[Collected data]
------------------------------------------------------------

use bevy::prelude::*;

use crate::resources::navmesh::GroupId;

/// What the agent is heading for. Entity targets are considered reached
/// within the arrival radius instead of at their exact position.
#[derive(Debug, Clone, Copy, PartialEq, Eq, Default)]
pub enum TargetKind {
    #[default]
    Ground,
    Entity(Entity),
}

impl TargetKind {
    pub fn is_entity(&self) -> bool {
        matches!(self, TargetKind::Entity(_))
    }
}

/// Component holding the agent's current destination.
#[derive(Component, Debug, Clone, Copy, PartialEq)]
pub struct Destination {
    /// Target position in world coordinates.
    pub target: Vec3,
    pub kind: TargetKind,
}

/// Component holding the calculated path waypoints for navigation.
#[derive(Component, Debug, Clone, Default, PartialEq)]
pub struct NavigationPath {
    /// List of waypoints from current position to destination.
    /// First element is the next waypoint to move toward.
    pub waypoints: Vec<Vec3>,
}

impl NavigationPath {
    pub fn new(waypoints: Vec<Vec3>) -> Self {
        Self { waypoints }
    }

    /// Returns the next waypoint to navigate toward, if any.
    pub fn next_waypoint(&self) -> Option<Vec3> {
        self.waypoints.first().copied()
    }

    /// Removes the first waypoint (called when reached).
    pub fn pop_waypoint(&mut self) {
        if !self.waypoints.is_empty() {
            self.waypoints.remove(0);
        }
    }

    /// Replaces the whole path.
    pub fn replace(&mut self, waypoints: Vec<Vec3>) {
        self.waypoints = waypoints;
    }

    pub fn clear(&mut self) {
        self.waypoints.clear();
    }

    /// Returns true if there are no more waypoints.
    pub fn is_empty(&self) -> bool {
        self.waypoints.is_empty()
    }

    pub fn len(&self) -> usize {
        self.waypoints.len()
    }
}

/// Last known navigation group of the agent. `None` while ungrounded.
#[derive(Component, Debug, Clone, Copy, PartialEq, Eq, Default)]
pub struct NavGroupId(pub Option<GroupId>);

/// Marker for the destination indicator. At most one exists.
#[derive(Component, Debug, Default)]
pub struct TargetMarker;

------------------------------------------------------------

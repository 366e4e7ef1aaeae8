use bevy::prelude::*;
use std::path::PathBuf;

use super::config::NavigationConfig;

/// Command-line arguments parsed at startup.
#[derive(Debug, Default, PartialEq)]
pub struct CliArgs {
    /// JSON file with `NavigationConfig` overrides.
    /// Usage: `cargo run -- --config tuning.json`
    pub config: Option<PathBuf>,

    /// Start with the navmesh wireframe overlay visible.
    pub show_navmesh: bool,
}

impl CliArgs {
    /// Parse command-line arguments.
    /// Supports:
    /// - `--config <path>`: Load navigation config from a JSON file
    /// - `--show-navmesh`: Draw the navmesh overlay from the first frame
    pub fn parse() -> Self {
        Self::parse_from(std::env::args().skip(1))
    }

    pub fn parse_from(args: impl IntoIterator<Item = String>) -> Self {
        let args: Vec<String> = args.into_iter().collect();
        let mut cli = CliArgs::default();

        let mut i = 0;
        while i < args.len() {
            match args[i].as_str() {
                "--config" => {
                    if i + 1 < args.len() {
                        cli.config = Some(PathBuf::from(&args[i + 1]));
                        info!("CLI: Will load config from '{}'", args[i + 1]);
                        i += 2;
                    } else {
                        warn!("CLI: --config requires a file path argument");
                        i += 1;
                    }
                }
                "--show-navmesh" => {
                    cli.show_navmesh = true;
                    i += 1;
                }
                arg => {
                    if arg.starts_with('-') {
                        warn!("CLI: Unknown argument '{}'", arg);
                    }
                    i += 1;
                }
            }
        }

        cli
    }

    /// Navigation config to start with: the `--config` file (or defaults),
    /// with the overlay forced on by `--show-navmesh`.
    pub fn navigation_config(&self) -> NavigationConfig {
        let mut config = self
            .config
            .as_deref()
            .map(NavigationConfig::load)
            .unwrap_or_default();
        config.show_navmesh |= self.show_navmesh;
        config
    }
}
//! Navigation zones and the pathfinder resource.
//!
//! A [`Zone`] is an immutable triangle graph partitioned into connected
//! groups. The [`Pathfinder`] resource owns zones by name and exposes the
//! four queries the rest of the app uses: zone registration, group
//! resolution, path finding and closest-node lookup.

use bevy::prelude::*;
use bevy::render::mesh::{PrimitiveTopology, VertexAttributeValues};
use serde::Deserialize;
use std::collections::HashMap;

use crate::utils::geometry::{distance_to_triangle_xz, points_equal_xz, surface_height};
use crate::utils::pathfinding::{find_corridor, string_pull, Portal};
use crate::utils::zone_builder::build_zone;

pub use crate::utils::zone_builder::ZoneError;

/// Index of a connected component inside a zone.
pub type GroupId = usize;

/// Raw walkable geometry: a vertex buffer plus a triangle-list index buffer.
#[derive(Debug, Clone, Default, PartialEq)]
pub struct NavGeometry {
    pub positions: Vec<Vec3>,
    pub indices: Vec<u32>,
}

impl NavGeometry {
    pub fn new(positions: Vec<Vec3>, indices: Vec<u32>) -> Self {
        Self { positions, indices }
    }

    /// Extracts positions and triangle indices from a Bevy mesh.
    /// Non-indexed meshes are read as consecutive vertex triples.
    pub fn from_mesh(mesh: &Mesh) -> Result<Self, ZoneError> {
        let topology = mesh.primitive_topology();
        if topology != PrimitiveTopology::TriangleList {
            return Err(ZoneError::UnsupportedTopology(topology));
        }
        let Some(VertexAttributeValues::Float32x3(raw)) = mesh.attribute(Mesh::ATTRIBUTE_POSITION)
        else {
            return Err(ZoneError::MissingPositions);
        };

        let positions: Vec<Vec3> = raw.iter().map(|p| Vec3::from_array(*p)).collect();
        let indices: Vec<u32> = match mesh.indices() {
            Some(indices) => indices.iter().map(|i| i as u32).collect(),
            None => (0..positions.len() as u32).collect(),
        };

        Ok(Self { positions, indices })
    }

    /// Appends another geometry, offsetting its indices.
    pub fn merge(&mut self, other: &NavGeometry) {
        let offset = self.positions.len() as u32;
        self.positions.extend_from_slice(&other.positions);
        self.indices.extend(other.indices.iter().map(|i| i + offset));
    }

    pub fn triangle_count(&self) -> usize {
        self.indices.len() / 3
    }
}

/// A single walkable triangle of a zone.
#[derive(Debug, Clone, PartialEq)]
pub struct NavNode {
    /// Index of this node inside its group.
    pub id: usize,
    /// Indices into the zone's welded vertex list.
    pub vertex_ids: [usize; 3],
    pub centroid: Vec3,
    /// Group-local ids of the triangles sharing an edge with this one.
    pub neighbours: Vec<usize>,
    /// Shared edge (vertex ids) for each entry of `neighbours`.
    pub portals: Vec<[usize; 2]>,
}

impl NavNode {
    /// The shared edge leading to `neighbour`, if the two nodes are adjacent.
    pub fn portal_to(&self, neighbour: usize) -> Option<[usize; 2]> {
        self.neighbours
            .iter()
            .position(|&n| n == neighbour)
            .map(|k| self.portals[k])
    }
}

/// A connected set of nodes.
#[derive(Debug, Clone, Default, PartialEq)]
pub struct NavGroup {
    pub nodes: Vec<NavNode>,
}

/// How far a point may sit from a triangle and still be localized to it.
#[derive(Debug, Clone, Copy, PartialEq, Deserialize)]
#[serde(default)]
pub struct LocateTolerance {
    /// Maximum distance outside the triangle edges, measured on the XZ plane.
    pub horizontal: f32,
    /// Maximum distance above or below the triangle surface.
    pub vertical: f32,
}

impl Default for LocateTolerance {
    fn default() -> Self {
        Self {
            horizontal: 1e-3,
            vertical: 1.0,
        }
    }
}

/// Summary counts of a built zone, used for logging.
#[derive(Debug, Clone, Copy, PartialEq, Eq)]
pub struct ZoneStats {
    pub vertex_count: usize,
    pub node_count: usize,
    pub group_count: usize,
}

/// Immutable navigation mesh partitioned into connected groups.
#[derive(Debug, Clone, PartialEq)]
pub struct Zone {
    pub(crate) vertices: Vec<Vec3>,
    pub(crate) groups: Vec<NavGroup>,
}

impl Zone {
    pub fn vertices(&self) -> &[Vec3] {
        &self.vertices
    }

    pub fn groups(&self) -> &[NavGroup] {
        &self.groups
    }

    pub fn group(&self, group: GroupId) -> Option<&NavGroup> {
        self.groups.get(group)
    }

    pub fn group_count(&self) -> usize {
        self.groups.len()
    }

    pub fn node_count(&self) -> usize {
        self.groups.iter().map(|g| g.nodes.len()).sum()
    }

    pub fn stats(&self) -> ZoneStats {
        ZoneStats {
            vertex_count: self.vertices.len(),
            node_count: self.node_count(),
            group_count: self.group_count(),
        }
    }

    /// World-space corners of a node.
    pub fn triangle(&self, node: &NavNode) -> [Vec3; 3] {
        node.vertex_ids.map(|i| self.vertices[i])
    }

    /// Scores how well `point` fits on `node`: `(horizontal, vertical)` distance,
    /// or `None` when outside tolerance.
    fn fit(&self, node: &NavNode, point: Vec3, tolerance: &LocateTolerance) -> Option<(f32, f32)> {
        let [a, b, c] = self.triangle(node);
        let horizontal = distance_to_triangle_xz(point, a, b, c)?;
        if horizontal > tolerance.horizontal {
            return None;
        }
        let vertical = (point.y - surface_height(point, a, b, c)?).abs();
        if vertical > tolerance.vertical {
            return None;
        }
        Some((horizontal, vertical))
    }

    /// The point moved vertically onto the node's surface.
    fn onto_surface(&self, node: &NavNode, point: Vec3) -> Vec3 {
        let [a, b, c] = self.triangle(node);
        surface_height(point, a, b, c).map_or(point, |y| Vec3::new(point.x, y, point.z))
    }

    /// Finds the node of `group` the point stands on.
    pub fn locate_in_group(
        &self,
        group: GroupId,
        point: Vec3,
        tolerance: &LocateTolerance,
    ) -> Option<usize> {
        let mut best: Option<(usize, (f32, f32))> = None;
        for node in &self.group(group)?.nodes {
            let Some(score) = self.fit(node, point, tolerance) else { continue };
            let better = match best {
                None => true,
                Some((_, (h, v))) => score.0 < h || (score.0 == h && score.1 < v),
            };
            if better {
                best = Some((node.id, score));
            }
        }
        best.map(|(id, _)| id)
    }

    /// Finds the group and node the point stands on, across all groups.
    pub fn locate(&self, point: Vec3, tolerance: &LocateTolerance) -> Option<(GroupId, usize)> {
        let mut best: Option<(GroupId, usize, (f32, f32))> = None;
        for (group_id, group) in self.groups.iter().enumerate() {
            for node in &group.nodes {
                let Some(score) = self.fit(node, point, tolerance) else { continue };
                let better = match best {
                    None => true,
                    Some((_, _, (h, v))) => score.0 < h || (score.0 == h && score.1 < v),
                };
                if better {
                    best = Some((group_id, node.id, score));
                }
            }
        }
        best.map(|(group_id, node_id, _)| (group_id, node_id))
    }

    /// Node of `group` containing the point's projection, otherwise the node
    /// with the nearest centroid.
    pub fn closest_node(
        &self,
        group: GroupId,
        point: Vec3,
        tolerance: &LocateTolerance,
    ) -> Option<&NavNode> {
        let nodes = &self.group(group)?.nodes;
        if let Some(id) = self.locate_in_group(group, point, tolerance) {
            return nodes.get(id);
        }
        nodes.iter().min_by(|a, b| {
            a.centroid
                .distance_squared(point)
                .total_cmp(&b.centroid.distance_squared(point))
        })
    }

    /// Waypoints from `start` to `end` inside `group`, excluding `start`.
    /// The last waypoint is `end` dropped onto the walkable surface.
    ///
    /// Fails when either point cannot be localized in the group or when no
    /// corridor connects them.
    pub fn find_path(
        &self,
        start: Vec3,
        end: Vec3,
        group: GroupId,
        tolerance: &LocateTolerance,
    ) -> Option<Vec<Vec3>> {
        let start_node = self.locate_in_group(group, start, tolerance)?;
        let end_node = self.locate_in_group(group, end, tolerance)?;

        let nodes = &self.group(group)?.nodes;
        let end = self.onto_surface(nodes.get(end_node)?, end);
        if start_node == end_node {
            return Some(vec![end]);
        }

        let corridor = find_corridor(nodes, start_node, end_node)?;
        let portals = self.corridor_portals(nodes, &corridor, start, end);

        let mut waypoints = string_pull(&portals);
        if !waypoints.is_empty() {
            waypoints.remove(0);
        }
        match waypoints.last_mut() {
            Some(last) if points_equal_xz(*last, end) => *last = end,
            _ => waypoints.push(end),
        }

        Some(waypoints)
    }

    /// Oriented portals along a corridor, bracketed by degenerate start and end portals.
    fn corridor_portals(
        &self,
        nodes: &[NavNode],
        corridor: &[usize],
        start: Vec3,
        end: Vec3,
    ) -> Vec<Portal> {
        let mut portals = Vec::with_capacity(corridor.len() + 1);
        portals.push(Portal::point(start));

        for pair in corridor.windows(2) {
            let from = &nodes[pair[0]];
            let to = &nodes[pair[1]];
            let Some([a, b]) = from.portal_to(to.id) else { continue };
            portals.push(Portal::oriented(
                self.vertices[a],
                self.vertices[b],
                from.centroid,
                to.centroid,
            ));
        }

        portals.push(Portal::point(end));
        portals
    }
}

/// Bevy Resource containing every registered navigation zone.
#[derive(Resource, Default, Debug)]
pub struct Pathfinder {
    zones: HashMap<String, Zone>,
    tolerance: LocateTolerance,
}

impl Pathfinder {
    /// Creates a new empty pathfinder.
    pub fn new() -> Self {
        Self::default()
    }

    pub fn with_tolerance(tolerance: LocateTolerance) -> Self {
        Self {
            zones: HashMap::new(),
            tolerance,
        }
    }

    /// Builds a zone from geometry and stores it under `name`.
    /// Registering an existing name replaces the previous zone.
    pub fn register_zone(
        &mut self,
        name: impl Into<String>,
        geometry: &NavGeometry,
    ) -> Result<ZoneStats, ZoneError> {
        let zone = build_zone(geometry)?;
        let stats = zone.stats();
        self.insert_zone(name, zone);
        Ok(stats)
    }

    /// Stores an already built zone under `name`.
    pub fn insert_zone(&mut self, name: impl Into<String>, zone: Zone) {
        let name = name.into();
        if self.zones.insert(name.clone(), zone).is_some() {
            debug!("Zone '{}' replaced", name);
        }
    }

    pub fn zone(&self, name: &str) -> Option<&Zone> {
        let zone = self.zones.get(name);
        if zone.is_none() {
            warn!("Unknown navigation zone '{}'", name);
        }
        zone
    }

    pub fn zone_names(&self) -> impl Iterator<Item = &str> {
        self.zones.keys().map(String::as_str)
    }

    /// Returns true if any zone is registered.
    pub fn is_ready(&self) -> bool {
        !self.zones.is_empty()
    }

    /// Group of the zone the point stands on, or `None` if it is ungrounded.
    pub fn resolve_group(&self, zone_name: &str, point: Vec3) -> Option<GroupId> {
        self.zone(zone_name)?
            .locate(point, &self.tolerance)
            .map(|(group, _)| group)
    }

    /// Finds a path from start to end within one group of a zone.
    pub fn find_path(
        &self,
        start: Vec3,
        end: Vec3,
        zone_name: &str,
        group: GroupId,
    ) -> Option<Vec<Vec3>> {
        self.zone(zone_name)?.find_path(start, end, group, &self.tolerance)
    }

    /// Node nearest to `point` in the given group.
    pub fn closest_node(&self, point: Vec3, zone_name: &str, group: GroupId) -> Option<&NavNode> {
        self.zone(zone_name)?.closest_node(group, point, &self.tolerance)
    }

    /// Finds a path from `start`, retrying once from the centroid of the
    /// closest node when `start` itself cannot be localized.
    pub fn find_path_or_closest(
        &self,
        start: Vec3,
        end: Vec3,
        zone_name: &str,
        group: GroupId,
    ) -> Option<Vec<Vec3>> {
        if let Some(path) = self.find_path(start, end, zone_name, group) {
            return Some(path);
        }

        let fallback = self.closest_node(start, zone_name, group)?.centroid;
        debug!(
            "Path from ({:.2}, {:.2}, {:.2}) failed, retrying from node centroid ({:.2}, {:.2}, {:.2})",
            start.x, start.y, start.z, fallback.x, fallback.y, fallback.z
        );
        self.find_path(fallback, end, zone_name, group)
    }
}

------------------------------------------------------------

Work instructions. From the entries above, pull out each line that includes "better".

Written solution.
            let better = match best {
            if better {
                let better = match best {
                if better {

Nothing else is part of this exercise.